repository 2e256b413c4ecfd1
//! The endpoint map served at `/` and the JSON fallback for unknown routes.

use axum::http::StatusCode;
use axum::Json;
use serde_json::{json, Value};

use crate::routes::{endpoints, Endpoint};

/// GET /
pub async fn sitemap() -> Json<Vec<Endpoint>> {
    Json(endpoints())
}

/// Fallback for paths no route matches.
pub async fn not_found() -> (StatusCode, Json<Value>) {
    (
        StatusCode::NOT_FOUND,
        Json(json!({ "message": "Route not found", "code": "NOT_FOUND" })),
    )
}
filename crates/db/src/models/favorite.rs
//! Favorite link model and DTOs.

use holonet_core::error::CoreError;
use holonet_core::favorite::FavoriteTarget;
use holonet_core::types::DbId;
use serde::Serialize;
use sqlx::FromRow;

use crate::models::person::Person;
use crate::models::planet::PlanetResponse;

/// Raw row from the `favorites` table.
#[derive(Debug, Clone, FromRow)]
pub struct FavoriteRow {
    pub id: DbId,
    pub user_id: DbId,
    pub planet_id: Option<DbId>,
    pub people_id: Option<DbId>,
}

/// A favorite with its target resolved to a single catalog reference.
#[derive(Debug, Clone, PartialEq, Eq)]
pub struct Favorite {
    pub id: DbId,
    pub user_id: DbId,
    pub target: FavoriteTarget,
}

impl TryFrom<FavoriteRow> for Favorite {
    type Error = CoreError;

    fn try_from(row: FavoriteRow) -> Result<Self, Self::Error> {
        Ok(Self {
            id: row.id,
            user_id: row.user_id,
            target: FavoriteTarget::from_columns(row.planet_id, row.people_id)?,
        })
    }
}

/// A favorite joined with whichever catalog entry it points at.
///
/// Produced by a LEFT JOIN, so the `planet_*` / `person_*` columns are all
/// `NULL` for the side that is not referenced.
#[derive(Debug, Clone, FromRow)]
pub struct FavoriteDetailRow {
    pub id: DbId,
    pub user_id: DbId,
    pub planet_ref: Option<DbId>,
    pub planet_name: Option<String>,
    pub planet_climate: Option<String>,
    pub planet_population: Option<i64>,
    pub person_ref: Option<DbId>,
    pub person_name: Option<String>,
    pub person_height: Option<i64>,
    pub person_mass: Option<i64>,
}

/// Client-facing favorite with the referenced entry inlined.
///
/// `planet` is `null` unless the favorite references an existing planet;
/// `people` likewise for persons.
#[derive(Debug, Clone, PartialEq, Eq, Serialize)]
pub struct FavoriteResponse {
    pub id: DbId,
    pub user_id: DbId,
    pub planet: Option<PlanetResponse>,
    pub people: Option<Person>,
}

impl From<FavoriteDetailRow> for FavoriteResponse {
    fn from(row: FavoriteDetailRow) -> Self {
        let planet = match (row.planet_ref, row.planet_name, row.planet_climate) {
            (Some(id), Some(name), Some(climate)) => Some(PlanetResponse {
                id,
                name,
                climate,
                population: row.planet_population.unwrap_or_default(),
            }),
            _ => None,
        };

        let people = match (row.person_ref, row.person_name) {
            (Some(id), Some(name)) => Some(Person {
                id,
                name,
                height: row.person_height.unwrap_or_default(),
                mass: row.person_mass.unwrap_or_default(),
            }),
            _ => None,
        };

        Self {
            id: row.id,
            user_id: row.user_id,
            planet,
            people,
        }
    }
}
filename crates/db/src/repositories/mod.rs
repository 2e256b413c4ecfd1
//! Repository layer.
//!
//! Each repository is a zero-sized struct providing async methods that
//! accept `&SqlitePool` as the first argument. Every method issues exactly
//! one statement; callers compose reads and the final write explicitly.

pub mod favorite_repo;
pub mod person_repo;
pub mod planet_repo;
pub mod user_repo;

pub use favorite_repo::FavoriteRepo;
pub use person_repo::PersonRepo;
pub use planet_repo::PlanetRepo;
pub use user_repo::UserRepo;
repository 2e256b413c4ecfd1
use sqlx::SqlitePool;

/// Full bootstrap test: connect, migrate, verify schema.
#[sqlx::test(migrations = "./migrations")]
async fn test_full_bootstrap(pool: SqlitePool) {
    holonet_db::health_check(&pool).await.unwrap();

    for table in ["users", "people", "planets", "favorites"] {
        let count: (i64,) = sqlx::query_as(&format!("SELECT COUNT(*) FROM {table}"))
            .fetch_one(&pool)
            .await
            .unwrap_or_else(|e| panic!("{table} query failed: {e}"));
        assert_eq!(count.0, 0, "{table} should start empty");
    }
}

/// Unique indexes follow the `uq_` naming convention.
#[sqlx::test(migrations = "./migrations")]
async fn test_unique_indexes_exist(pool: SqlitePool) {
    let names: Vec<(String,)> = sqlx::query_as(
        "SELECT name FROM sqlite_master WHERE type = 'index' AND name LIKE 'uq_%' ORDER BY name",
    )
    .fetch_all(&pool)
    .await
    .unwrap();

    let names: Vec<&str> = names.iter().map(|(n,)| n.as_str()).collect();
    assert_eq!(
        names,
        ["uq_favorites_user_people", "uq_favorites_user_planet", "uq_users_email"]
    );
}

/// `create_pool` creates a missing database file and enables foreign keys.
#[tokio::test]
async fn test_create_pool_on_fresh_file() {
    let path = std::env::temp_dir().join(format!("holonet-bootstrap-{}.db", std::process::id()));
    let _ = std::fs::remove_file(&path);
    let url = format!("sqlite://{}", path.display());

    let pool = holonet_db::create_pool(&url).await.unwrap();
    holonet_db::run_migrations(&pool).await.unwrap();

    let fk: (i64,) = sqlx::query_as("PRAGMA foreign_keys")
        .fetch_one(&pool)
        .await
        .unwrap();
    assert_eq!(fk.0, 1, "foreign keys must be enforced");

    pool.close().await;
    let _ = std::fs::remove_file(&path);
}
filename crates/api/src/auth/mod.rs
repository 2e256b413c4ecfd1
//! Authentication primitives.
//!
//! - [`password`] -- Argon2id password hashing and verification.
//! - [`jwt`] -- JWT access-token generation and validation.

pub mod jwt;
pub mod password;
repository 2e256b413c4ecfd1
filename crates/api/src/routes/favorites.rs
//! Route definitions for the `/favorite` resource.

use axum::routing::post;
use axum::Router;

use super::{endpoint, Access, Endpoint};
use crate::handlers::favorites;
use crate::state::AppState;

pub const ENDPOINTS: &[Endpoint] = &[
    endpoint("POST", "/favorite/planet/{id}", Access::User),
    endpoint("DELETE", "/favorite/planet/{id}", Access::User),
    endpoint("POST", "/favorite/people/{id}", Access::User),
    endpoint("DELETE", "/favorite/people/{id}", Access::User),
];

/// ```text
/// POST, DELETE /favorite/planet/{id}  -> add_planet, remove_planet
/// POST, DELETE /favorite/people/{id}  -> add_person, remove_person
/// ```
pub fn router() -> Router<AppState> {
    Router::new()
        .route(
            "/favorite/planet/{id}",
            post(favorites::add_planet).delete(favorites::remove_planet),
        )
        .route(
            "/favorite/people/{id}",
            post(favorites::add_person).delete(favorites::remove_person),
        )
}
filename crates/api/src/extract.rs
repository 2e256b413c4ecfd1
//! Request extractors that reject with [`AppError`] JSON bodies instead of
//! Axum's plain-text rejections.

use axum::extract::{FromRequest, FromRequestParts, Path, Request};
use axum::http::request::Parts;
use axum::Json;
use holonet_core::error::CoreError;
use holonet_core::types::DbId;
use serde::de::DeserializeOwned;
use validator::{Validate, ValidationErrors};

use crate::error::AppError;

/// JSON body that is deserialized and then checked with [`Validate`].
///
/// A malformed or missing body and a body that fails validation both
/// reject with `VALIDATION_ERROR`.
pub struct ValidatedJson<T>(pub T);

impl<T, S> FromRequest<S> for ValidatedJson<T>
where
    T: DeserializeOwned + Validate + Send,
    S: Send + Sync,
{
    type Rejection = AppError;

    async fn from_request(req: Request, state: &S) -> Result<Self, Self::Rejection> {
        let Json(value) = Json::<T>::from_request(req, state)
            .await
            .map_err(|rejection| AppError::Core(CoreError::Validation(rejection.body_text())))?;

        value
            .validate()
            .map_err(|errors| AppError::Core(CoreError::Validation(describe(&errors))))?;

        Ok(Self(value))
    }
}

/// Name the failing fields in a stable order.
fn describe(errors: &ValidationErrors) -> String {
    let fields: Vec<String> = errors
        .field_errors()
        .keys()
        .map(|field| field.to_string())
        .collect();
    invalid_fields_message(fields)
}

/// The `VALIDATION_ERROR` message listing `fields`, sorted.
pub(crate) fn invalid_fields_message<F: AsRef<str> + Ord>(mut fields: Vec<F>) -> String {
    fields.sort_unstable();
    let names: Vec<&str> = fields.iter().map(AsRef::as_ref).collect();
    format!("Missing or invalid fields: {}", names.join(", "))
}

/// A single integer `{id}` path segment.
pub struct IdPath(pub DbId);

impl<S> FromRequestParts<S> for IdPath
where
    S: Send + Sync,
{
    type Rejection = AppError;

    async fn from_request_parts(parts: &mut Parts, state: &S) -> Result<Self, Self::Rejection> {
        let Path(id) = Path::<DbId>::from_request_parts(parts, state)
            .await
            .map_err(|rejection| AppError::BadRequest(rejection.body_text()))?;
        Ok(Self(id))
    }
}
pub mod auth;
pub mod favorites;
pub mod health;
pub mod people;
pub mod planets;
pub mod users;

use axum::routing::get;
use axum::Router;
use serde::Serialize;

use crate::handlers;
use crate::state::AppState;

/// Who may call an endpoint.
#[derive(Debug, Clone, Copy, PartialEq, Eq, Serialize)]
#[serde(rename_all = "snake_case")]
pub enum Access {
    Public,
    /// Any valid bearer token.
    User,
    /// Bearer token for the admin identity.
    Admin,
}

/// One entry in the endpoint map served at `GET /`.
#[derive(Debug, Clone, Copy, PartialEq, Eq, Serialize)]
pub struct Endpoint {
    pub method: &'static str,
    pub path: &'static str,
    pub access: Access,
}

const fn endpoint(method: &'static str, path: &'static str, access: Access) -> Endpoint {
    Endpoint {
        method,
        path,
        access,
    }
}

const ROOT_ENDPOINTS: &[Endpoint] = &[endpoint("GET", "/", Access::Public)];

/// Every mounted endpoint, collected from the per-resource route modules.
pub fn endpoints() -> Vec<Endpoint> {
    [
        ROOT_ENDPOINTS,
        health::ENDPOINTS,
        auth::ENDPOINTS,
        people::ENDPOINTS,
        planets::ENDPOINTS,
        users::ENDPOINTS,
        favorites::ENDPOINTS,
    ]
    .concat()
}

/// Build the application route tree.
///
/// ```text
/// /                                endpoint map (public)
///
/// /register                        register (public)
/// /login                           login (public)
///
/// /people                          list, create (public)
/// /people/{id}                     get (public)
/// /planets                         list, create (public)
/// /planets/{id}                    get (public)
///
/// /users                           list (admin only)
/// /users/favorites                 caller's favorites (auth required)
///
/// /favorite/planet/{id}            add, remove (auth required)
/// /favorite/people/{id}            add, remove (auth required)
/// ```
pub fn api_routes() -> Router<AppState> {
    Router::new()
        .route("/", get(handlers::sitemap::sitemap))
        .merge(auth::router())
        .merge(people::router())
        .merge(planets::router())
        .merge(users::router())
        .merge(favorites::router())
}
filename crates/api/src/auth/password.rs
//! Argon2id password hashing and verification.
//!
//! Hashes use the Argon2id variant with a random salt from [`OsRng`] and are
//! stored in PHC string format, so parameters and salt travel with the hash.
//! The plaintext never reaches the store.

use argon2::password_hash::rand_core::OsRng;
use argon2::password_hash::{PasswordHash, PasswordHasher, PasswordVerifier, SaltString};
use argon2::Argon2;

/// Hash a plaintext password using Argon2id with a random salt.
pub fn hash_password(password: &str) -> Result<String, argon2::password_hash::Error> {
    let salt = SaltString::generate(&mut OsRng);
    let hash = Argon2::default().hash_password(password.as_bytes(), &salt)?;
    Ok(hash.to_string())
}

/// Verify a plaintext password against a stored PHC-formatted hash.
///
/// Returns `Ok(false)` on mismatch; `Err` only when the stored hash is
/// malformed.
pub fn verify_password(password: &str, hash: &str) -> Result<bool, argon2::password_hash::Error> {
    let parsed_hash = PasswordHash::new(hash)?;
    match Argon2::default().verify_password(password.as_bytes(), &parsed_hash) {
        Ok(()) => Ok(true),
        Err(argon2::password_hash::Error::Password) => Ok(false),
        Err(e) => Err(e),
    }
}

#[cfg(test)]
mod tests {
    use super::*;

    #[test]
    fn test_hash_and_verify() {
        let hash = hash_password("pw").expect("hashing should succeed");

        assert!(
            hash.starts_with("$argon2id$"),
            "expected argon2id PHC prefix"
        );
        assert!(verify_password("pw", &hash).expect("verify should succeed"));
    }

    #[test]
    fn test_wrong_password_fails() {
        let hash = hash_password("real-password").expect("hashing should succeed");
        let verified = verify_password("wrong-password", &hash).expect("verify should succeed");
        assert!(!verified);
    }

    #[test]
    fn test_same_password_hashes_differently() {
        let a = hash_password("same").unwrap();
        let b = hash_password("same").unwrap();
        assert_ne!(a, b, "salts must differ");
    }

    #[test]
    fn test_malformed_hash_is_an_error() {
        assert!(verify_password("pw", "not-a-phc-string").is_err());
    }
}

****

• WHAT IS NEEDED: Say how many lines of the records include the string "catalog"; the number alone is enough.

• SOLVED EXERCISE: 2